In the records below, find the line holding "had declared legal." and the line holding "in the state.". Set down both, with every line between them, exactly.

### Input data

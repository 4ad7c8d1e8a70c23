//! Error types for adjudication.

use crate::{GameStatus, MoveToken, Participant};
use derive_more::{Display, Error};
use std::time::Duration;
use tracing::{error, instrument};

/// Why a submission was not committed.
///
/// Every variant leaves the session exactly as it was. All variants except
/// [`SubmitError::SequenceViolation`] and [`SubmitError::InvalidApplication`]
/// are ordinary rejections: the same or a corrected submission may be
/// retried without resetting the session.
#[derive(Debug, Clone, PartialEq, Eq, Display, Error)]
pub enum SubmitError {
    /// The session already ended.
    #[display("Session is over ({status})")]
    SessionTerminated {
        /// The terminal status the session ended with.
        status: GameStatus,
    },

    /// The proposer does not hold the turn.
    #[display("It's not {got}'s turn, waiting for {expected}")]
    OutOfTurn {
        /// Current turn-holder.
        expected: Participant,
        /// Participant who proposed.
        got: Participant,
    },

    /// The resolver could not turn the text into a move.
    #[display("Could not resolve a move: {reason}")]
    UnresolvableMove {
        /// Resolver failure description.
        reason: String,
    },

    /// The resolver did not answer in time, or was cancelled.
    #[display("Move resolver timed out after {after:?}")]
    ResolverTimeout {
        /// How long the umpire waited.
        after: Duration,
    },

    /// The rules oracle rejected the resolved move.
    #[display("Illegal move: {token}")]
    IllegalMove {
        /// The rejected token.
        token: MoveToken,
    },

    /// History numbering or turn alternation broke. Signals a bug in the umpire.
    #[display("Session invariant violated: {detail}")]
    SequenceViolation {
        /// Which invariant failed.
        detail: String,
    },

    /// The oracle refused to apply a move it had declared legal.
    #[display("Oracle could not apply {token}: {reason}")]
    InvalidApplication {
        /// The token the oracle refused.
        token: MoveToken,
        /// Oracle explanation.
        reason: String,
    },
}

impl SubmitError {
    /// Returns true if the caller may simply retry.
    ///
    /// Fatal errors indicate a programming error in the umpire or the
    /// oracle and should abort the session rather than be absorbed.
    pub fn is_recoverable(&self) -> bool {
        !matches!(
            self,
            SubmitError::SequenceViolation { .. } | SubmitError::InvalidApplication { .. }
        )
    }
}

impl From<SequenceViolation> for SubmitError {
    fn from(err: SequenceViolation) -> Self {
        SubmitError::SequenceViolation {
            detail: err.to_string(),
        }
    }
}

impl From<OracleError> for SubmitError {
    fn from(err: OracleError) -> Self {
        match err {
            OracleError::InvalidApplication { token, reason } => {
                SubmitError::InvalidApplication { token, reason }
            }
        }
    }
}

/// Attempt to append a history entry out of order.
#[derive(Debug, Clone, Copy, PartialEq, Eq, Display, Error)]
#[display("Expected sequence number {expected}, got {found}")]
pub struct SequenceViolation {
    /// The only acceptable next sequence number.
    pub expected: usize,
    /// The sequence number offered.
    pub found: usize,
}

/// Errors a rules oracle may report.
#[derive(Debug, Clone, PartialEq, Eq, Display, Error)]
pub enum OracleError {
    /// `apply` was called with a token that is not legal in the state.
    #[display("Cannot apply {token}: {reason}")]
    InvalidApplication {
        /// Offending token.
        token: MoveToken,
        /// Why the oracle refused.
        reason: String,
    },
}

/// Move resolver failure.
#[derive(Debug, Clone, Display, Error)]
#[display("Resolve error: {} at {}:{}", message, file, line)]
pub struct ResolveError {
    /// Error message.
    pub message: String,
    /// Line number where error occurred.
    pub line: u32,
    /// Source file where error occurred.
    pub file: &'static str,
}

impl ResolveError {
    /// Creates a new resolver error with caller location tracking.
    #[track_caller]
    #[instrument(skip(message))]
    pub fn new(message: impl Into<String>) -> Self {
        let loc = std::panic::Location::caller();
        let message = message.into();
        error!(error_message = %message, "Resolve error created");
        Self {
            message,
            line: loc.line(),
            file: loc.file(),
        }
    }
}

######
### Input data

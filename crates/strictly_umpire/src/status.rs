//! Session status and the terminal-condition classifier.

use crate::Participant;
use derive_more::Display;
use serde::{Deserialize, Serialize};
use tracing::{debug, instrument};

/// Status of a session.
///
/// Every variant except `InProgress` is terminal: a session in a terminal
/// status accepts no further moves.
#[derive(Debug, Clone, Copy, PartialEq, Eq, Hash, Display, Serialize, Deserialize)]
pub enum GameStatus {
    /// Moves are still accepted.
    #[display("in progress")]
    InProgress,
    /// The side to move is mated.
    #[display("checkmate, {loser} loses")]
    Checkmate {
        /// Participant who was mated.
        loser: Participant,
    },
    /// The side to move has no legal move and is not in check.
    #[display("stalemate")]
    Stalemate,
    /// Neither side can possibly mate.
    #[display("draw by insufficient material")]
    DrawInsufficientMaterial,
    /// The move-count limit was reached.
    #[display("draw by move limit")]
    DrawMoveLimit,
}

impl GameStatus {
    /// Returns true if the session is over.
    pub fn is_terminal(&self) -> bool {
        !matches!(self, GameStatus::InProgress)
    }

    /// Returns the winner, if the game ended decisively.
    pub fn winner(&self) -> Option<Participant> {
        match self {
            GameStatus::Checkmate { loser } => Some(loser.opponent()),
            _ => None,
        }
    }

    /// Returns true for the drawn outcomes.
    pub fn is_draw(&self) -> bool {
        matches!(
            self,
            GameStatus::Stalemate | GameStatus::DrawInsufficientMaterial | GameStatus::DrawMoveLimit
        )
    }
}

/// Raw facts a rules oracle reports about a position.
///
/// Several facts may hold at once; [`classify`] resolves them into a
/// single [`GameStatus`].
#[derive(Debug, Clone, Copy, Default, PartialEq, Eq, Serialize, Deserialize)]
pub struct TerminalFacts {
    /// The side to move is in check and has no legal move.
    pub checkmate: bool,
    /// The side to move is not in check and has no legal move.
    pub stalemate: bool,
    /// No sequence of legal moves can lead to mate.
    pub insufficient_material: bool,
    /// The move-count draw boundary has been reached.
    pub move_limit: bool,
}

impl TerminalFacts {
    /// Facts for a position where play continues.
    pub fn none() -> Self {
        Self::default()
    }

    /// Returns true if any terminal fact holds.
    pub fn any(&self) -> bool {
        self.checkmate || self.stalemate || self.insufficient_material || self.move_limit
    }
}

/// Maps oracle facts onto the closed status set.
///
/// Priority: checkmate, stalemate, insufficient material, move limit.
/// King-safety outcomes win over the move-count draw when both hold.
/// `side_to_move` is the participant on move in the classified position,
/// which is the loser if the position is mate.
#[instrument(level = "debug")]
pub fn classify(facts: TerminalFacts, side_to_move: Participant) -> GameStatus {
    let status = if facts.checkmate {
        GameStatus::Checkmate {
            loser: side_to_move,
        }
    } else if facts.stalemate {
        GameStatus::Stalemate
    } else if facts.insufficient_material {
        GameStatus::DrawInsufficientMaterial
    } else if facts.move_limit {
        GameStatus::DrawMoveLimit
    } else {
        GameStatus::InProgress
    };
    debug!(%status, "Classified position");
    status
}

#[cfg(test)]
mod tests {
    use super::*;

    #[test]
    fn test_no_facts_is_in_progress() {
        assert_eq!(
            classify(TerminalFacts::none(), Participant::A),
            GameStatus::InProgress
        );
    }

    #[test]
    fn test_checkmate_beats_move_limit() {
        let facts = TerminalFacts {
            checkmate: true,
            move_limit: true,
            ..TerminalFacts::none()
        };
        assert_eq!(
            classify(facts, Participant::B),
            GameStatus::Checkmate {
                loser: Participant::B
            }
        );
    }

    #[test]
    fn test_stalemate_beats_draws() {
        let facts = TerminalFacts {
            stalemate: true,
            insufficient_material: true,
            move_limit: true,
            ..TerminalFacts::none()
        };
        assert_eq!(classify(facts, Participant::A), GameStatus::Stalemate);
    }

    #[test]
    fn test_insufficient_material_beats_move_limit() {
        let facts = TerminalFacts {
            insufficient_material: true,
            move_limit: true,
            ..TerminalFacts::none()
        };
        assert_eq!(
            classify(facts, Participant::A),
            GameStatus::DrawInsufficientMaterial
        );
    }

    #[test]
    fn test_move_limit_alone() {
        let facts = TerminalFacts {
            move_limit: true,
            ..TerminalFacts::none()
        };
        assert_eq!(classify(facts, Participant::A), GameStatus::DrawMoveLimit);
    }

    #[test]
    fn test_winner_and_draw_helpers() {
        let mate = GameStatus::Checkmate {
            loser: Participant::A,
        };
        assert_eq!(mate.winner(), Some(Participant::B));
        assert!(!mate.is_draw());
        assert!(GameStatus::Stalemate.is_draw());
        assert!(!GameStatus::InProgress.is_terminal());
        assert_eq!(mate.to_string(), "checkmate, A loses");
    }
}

######

## Task answer
    /// The oracle refused to apply a move it had declared legal.
    #[display("Oracle could not apply {token}: {reason}")]
    InvalidApplication {
        /// The token the oracle refused.
        token: MoveToken,
        /// Oracle explanation.
        reason: String,
    },
}

impl SubmitError {
    /// Returns true if the caller may simply retry.
    ///
    /// Fatal errors indicate a programming error in the umpire or the
    /// oracle and should abort the session rather than be absorbed.
    pub fn is_recoverable(&self) -> bool {
        !matches!(
            self,
            SubmitError::SequenceViolation { .. } | SubmitError::InvalidApplication { .. }
        )
    }
}

impl From<SequenceViolation> for SubmitError {
    fn from(err: SequenceViolation) -> Self {
        SubmitError::SequenceViolation {
            detail: err.to_string(),
        }
    }
}

impl From<OracleError> for SubmitError {
    fn from(err: OracleError) -> Self {
        match err {
            OracleError::InvalidApplication { token, reason } => {
                SubmitError::InvalidApplication { token, reason }
            }
        }
    }
}

/// Attempt to append a history entry out of order.
#[derive(Debug, Clone, Copy, PartialEq, Eq, Display, Error)]
#[display("Expected sequence number {expected}, got {found}")]
pub struct SequenceViolation {
    /// The only acceptable next sequence number.
    pub expected: usize,
    /// The sequence number offered.
    pub found: usize,
}

/// Errors a rules oracle may report.
#[derive(Debug, Clone, PartialEq, Eq, Display, Error)]
pub enum OracleError {
    /// `apply` was called with a token that is not legal in the state.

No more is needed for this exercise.